* **Work to complete**
When the string "named" is part of a line below, that line should be copied.

Excerpted data Start Marker

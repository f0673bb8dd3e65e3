use serde::de::DeserializeOwned;
use serde_json::Value;

use crate::error::{JsonError, Result};

/// Deserialize a document into `T`, reporting the JSON path of the field that failed.
pub(crate) fn from_value_with_path<T: DeserializeOwned>(value: Value) -> Result<T> {
    serde_path_to_error::deserialize::<_, T>(value).map_err(|err| {
        let path = err.path().to_string();
        JsonError::Decode { path, message: err.into_inner().to_string() }
    })
}

/// Parse raw JSON text straight into `T` with the same path-aware errors.
///
/// Syntax errors stay [`JsonError::Parse`]; only shape errors become `Decode`.
pub fn from_slice_with_path<T: DeserializeOwned>(bytes: &[u8]) -> Result<T> {
    let de = &mut serde_json::Deserializer::from_slice(bytes);
    match serde_path_to_error::deserialize::<_, T>(&mut *de) {
        Ok(v) => {
            de.end().map_err(JsonError::parse)?;
            Ok(v)
        }
        Err(err) => {
            let path = err.path().to_string();
            let inner = err.into_inner();
            if inner.is_syntax() || inner.is_eof() {
                Err(JsonError::parse(inner))
            } else {
                Err(JsonError::Decode { path, message: inner.to_string() })
            }
        }
    }
}
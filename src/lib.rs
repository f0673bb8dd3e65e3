//! Typed views over untyped JSON documents.
//!
//! [`ObjectView`] and [`ArrayView`] wrap a `serde_json` object or array and
//! expose one accessor per logical type (`string`, `number`, `integer`,
//! `boolean`, `object`, `array`, `date_time`, ...). A read either yields the
//! narrowed value or a single [`JsonError`] saying what was expected and where.
//!
//! ```
//! use json_view::{ArrayView, ObjectView};
//!
//! let mut phones = ArrayView::new();
//! phones.append_string("212 555-1234");
//!
//! let mut o = ObjectView::new();
//! o.put_string("name", "John Smith");
//! o.put_integer("age", 25);
//! o.put_array("phoneNumbers", &phones);
//!
//! let back = ObjectView::parse(&o.to_bytes()).unwrap();
//! assert_eq!(back.integer("age").unwrap(), 25);
//! assert!(back.boolean("name").is_err());
//! ```
pub mod array;
pub mod datetime;
pub mod error;
pub mod object;
pub mod path_de;
pub mod tag;

mod narrow;

pub use array::ArrayView;
pub use datetime::{format_iso8601, parse_iso8601, DateTime};
pub use error::{Expected, JsonError, Location, Result};
pub use object::ObjectView;
pub use path_de::from_slice_with_path;
pub use tag::Tag;
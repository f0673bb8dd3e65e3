use chrono::{TimeZone, Utc};
use json_view::{ArrayView, Expected, JsonError, Location, ObjectView, Tag};
use serde_json::json;

fn view(v: serde_json::Value) -> ArrayView {
    ArrayView::try_from(v).unwrap()
}

#[test]
fn test_typed_reads() {
    let a = view(json!(["s", 1.5, 4, false, null, {"k": "v"}, [1]]));
    assert_eq!(a.size(), 7);
    assert_eq!(a.string(0).unwrap(), "s");
    assert_eq!(a.number(1).unwrap(), 1.5);
    assert_eq!(a.integer(2).unwrap(), 4);
    assert!(!a.boolean(3).unwrap());
    assert!(a.is_null(4).unwrap());
    assert_eq!(a.object(5).unwrap().string("k").unwrap(), "v");
    assert_eq!(a.array(6).unwrap().integer(0).unwrap(), 1);
}

#[test]
fn test_type_mismatch_names_index() {
    let a = view(json!(["s", 2.5]));
    let err = a.boolean(0).unwrap_err();
    assert_eq!(
        err,
        JsonError::TypeMismatch {
            expected: Expected::Boolean,
            at: Location::Index(0),
            found: Tag::String,
        }
    );
    assert_eq!(err.to_string(), "expected 'true' or 'false' for array element 0, found string");

    let err = a.integer(1).unwrap_err();
    assert!(matches!(err, JsonError::TypeMismatch { expected: Expected::Integer, .. }));
}

#[test]
fn test_out_of_range() {
    let a = view(json!([1]));
    assert_eq!(a.number(3).unwrap_err(), JsonError::IndexOutOfRange { index: 3, len: 1 });
    assert!(a.is_null(1).unwrap_err().is_index_out_of_range());
    assert!(a.n_string(1).unwrap_err().is_index_out_of_range());
    assert!(ArrayView::new().string(0).unwrap_err().is_index_out_of_range());
}

#[test]
fn test_append_grows_by_one_and_keeps_order() {
    let mut a = ArrayView::new();
    let when = Utc.with_ymd_and_hms(2001, 2, 3, 4, 5, 6).unwrap().fixed_offset();

    a.append_string("first");
    assert_eq!(a.size(), 1);
    a.append_number(2.5);
    a.append_boolean(true);
    a.append_null();
    a.append_n_string(None);
    a.append_n_string(Some("named"));
    a.append_integer(-9);
    a.append_date_time(&when);
    a.append_n_date_time(None);
    a.append_n_date_time(Some(&when));
    a.append_object(&ObjectView::new());
    a.append_array(&ArrayView::new());
    assert_eq!(a.size(), 12);

    assert_eq!(a.string(0).unwrap(), "first");
    assert_eq!(a.number(1).unwrap(), 2.5);
    assert!(a.boolean(2).unwrap());
    assert!(a.is_null(3).unwrap());
    assert_eq!(a.n_string(4).unwrap(), None);
    assert_eq!(a.n_string(5).unwrap(), Some("named".to_string()));
    assert_eq!(a.integer(6).unwrap(), -9);
    assert_eq!(a.string(7).unwrap(), "2001-02-03T04:05:06Z");
    assert_eq!(a.date_time(7).unwrap(), Some(when));
    assert_eq!(a.n_date_time(8).unwrap(), None);
    assert_eq!(a.n_date_time(9).unwrap(), Some(when));
    assert!(a.object(10).unwrap().is_empty());
    assert!(a.array(11).unwrap().is_empty());
}

#[test]
fn test_nullable_readers_reject_wrong_type() {
    let a = view(json!([true, 3]));
    assert!(a.n_string(0).unwrap_err().is_type_mismatch());
    assert!(a.n_date_time(1).unwrap_err().is_type_mismatch());
}

#[test]
fn test_parse_errors() {
    assert!(ArrayView::parse_str("{not json").unwrap_err().is_parse());
    let err = ArrayView::parse_str("{}").unwrap_err();
    assert_eq!(err, JsonError::ShapeMismatch { expected: Tag::Array, found: Tag::Object });
    assert_eq!(ArrayView::parse_str("[1, 2]").unwrap().size(), 2);
}

#[test]
fn test_appended_views_are_copies() {
    let mut inner = ArrayView::new();
    inner.append_integer(1);
    let mut outer = ArrayView::new();
    outer.append_array(&inner);
    inner.append_integer(2);
    assert_eq!(outer.array(0).unwrap().size(), 1);
}

#[test]
fn test_iter_and_serialize() {
    let a = view(json!([1, "two"]));
    let tags: Vec<Tag> = a.iter().map(Tag::of).collect();
    assert_eq!(tags, vec![Tag::Number, Tag::String]);
    assert_eq!(a.to_compact_text(), r#"[1,"two"]"#);
    assert_eq!(a.to_text(), "[\n  1,\n  \"two\"\n]\n");
}
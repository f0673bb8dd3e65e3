//! [`ArrayView`]: typed access to a JSON array by position.
use std::fmt;
use std::str::FromStr;

use serde::de::DeserializeOwned;
use serde::{Deserialize, Deserializer, Serialize, Serializer};
use serde_json::Value;

use crate::datetime::DateTime;
use crate::error::{JsonError, Location, Result};
use crate::narrow;
use crate::object::ObjectView;
use crate::tag::Tag;

/// Wrapper around a JSON array that makes it easier to read and write.
///
/// Same rules as [`ObjectView`], indexed by position and append-only.
/// Reading past the end fails with [`JsonError::IndexOutOfRange`].
#[derive(Debug, Clone, Default, PartialEq)]
pub struct ArrayView {
    a: Vec<Value>,
}

impl ArrayView {
    pub fn new() -> Self {
        Self::default()
    }

    /// Parse JSON text whose root must be an array.
    pub fn parse(json: &[u8]) -> Result<Self> {
        let value = serde_json::from_slice::<Value>(json).map_err(JsonError::parse)?;
        Self::try_from(value)
    }

    pub fn parse_str(json: &str) -> Result<Self> {
        Self::parse(json.as_bytes())
    }

    pub fn from_vec(a: Vec<Value>) -> Self {
        Self { a }
    }

    pub fn get(&self) -> &Vec<Value> {
        &self.a
    }

    pub fn into_inner(self) -> Vec<Value> {
        self.a
    }

    pub fn to_bytes(&self) -> Vec<u8> {
        let mut out = serde_json::to_vec_pretty(&self.a).unwrap_or_default();
        out.push(b'\n');
        out
    }

    pub fn to_text(&self) -> String {
        String::from_utf8(self.to_bytes()).unwrap_or_default()
    }

    pub fn to_compact_bytes(&self) -> Vec<u8> {
        serde_json::to_vec(&self.a).unwrap_or_default()
    }

    pub fn to_compact_text(&self) -> String {
        String::from_utf8(self.to_compact_bytes()).unwrap_or_default()
    }

    pub fn decode<T: DeserializeOwned>(&self) -> Result<T> {
        crate::path_de::from_value_with_path(Value::Array(self.a.clone()))
    }

    pub fn size(&self) -> usize {
        self.a.len()
    }

    pub fn len(&self) -> usize {
        self.a.len()
    }

    pub fn is_empty(&self) -> bool {
        self.a.is_empty()
    }

    /// The raw tagged elements, in order.
    pub fn iter(&self) -> std::slice::Iter<'_, Value> {
        self.a.iter()
    }
}

// -------------------------------- Read ----------------------------------- //

impl ArrayView {
    fn value(&self, i: usize) -> Result<&Value> {
        self.a.get(i).ok_or(JsonError::IndexOutOfRange { index: i, len: self.a.len() })
    }

    fn read<'a, T>(
        &'a self,
        i: usize,
        narrow: impl FnOnce(&'a Value, &Location) -> Result<T>,
    ) -> Result<T> {
        narrow(self.value(i)?, &Location::Index(i))
    }

    pub fn string(&self, i: usize) -> Result<String> {
        self.read(i, narrow::string).map(str::to_owned)
    }

    pub fn number(&self, i: usize) -> Result<f64> {
        self.read(i, narrow::number)
    }

    pub fn object(&self, i: usize) -> Result<ObjectView> {
        self.read(i, narrow::object).map(|o| ObjectView::from_map(o.clone()))
    }

    pub fn array(&self, i: usize) -> Result<ArrayView> {
        self.read(i, narrow::array).map(|a| ArrayView::from_vec(a.clone()))
    }

    pub fn boolean(&self, i: usize) -> Result<bool> {
        self.read(i, narrow::boolean)
    }

    pub fn is_null(&self, i: usize) -> Result<bool> {
        self.value(i).map(Value::is_null)
    }

    pub fn n_string(&self, i: usize) -> Result<Option<String>> {
        self.read(i, narrow::n_string).map(|s| s.map(str::to_owned))
    }

    pub fn integer(&self, i: usize) -> Result<i64> {
        self.read(i, narrow::integer)
    }

    pub fn date_time(&self, i: usize) -> Result<Option<DateTime>> {
        self.read(i, narrow::date_time)
    }

    pub fn n_date_time(&self, i: usize) -> Result<Option<DateTime>> {
        self.read(i, narrow::n_date_time)
    }
}

// ------------------------------- Append ---------------------------------- //

impl ArrayView {
    pub fn append_string(&mut self, s: &str) {
        self.a.push(Value::String(s.to_owned()));
    }

    pub fn append_number(&mut self, d: f64) {
        self.a.push(narrow::number_value(d));
    }

    pub fn append_object(&mut self, o: &ObjectView) {
        self.a.push(Value::Object(o.get().clone()));
    }

    pub fn append_array(&mut self, array: &ArrayView) {
        self.a.push(Value::Array(array.a.clone()));
    }

    pub fn append_boolean(&mut self, b: bool) {
        self.a.push(Value::Bool(b));
    }

    pub fn append_null(&mut self) {
        self.a.push(Value::Null);
    }

    pub fn append_n_string(&mut self, s: Option<&str>) {
        self.a.push(narrow::n_string_value(s));
    }

    pub fn append_integer(&mut self, integer: i64) {
        self.a.push(Value::from(integer));
    }

    pub fn append_date_time(&mut self, d: &DateTime) {
        self.a.push(narrow::date_time_value(d));
    }

    pub fn append_n_date_time(&mut self, d: Option<&DateTime>) {
        self.a.push(narrow::n_date_time_value(d));
    }
}

// ----------------------------- Conversions ------------------------------- //

impl TryFrom<Value> for ArrayView {
    type Error = JsonError;

    fn try_from(value: Value) -> Result<Self> {
        match value {
            Value::Array(a) => Ok(Self { a }),
            other => Err(JsonError::ShapeMismatch { expected: Tag::Array, found: Tag::of(&other) }),
        }
    }
}

impl From<Vec<Value>> for ArrayView {
    fn from(a: Vec<Value>) -> Self {
        Self { a }
    }
}

impl From<ArrayView> for Value {
    fn from(view: ArrayView) -> Self {
        Value::Array(view.a)
    }
}

impl FromStr for ArrayView {
    type Err = JsonError;

    fn from_str(s: &str) -> Result<Self> {
        Self::parse_str(s)
    }
}

impl<'a> IntoIterator for &'a ArrayView {
    type Item = &'a Value;
    type IntoIter = std::slice::Iter<'a, Value>;

    fn into_iter(self) -> Self::IntoIter {
        self.a.iter()
    }
}

impl fmt::Display for ArrayView {
    fn fmt(&self, f: &mut fmt::Formatter<'_>) -> fmt::Result {
        let text = serde_json::to_string_pretty(&self.a).map_err(|_| fmt::Error)?;
        f.write_str(&text)
    }
}

impl Serialize for ArrayView {
    fn serialize<S: Serializer>(&self, serializer: S) -> std::result::Result<S::Ok, S::Error> {
        self.a.serialize(serializer)
    }
}

impl<'de> Deserialize<'de> for ArrayView {
    fn deserialize<D: Deserializer<'de>>(deserializer: D) -> std::result::Result<Self, D::Error> {
        Vec::<Value>::deserialize(deserializer).map(Self::from_vec)
    }
}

Excerpted data End Marker

* **Reply to the task**
    a.append_n_string(Some("named"));
    assert_eq!(a.n_string(5).unwrap(), Some("named".to_string()));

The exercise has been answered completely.